What the exercise asks
Every record should be written out exactly, please.

Listed records

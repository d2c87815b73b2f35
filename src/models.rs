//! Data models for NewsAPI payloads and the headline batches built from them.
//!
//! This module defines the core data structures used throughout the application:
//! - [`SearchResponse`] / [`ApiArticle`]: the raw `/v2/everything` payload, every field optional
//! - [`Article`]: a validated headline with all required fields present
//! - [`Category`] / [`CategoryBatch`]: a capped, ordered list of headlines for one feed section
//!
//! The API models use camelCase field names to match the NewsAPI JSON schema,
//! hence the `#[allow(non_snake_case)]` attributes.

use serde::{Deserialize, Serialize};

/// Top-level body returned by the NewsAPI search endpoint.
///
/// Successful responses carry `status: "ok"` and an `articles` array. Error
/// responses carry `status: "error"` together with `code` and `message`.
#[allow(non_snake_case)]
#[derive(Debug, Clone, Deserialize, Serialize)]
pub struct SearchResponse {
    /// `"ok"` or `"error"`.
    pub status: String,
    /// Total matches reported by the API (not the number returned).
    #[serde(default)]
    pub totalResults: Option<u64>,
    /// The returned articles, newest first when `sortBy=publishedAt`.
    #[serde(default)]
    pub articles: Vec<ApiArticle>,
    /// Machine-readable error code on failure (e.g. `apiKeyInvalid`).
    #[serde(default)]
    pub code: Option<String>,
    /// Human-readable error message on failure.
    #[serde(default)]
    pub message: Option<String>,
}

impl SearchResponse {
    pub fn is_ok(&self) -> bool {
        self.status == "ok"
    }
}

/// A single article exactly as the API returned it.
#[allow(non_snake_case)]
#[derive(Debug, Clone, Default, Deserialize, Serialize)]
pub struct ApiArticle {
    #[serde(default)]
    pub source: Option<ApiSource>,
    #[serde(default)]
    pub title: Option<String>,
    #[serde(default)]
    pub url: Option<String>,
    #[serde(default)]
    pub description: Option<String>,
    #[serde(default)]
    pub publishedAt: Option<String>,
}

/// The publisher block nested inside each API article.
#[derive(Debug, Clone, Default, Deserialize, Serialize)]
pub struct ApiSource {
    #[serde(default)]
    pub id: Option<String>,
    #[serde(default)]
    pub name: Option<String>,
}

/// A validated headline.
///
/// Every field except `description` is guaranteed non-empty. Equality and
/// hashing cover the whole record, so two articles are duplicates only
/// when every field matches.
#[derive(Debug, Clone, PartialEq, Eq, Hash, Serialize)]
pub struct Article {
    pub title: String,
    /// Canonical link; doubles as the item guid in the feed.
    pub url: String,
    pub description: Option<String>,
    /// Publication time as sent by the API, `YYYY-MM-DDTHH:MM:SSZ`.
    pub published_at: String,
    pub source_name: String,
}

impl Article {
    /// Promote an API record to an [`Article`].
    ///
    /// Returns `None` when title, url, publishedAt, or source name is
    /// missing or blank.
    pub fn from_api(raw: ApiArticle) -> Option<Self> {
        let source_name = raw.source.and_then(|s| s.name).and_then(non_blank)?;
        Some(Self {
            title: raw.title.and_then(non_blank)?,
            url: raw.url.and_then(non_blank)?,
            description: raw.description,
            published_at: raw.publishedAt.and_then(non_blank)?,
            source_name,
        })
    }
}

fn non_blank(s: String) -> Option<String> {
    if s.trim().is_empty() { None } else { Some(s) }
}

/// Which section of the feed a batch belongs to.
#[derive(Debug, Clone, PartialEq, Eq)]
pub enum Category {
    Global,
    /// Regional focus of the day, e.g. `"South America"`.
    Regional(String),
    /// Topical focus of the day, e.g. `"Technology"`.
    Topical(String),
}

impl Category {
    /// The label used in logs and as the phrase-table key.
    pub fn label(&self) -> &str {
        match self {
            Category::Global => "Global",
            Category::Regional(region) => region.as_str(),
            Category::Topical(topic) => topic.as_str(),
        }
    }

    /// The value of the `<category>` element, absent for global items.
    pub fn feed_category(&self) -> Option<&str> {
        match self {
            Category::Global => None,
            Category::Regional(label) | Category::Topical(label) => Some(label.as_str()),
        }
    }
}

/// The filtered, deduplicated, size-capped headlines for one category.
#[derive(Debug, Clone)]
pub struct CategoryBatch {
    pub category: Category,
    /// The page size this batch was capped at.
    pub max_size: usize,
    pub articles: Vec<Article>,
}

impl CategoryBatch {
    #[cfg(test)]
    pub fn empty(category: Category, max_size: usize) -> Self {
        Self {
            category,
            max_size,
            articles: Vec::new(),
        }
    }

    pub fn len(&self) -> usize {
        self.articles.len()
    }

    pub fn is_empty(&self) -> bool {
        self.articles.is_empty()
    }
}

Written response
repository d2c87815b73b2f35
filename src/models.rs
//! Data models for NewsAPI payloads and the headline batches built from them.
//!
//! This module defines the core data structures used throughout the application:
//! - [`SearchResponse`] / [`ApiArticle`]: the raw `/v2/everything` payload, every field optional
//! - [`Article`]: a validated headline with all required fields present
//! - [`Category`] / [`CategoryBatch`]: a capped, ordered list of headlines for one feed section
//!
//! The API models use camelCase field names to match the NewsAPI JSON schema,
//! hence the `#[allow(non_snake_case)]` attributes.

use serde::{Deserialize, Serialize};

/// Top-level body returned by the NewsAPI search endpoint.
///
/// Successful responses carry `status: "ok"` and an `articles` array. Error
/// responses carry `status: "error"` together with `code` and `message`.
#[allow(non_snake_case)]
#[derive(Debug, Clone, Deserialize, Serialize)]
pub struct SearchResponse {
    /// `"ok"` or `"error"`.
    pub status: String,
    /// Total matches reported by the API (not the number returned).
    #[serde(default)]
    pub totalResults: Option<u64>,
    /// The returned articles, newest first when `sortBy=publishedAt`.
    #[serde(default)]
    pub articles: Vec<ApiArticle>,
    /// Machine-readable error code on failure (e.g. `apiKeyInvalid`).
    #[serde(default)]
    pub code: Option<String>,
    /// Human-readable error message on failure.
    #[serde(default)]
    pub message: Option<String>,
}

impl SearchResponse {
    pub fn is_ok(&self) -> bool {
        self.status == "ok"
    }
}

/// A single article exactly as the API returned it.
#[allow(non_snake_case)]
#[derive(Debug, Clone, Default, Deserialize, Serialize)]
pub struct ApiArticle {
    #[serde(default)]
    pub source: Option<ApiSource>,
    #[serde(default)]
    pub title: Option<String>,
    #[serde(default)]
    pub url: Option<String>,
    #[serde(default)]
    pub description: Option<String>,
    #[serde(default)]
    pub publishedAt: Option<String>,
}

/// The publisher block nested inside each API article.
#[derive(Debug, Clone, Default, Deserialize, Serialize)]
pub struct ApiSource {
    #[serde(default)]
    pub id: Option<String>,
    #[serde(default)]
    pub name: Option<String>,
}

/// A validated headline.
///
/// Every field except `description` is guaranteed non-empty. Equality and
/// hashing cover the whole record, so two articles are duplicates only
/// when every field matches.
#[derive(Debug, Clone, PartialEq, Eq, Hash, Serialize)]
pub struct Article {
    pub title: String,
    /// Canonical link; doubles as the item guid in the feed.
    pub url: String,
    pub description: Option<String>,
    /// Publication time as sent by the API, `YYYY-MM-DDTHH:MM:SSZ`.
    pub published_at: String,
    pub source_name: String,
}

impl Article {
    /// Promote an API record to an [`Article`].
    ///
    /// Returns `None` when title, url, publishedAt, or source name is
    /// missing or blank.
    pub fn from_api(raw: ApiArticle) -> Option<Self> {
        let source_name = raw.source.and_then(|s| s.name).and_then(non_blank)?;
        Some(Self {
            title: raw.title.and_then(non_blank)?,
            url: raw.url.and_then(non_blank)?,
            description: raw.description,
            published_at: raw.publishedAt.and_then(non_blank)?,
            source_name,
        })
    }
}

fn non_blank(s: String) -> Option<String> {
    if s.trim().is_empty() { None } else { Some(s) }
}

/// Which section of the feed a batch belongs to.
#[derive(Debug, Clone, PartialEq, Eq)]
pub enum Category {
    Global,
    /// Regional focus of the day, e.g. `"South America"`.
    Regional(String),
    /// Topical focus of the day, e.g. `"Technology"`.
    Topical(String),
}

impl Category {
    /// The label used in logs and as the phrase-table key.
    pub fn label(&self) -> &str {
        match self {
            Category::Global => "Global",
            Category::Regional(region) => region.as_str(),
            Category::Topical(topic) => topic.as_str(),
        }
    }

    /// The value of the `<category>` element, absent for global items.
    pub fn feed_category(&self) -> Option<&str> {
        match self {
            Category::Global => None,
            Category::Regional(label) | Category::Topical(label) => Some(label.as_str()),
        }
    }
}

/// The filtered, deduplicated, size-capped headlines for one category.
#[derive(Debug, Clone)]
pub struct CategoryBatch {
    pub category: Category,
    /// The page size this batch was capped at.
    pub max_size: usize,
    pub articles: Vec<Article>,
}

impl CategoryBatch {
    #[cfg(test)]
    pub fn empty(category: Category, max_size: usize) -> Self {
        Self {
            category,
            max_size,
            articles: Vec::new(),
        }
    }

    pub fn len(&self) -> usize {
        self.articles.len()
    }

    pub fn is_empty(&self) -> bool {
        self.articles.is_empty()
    }
}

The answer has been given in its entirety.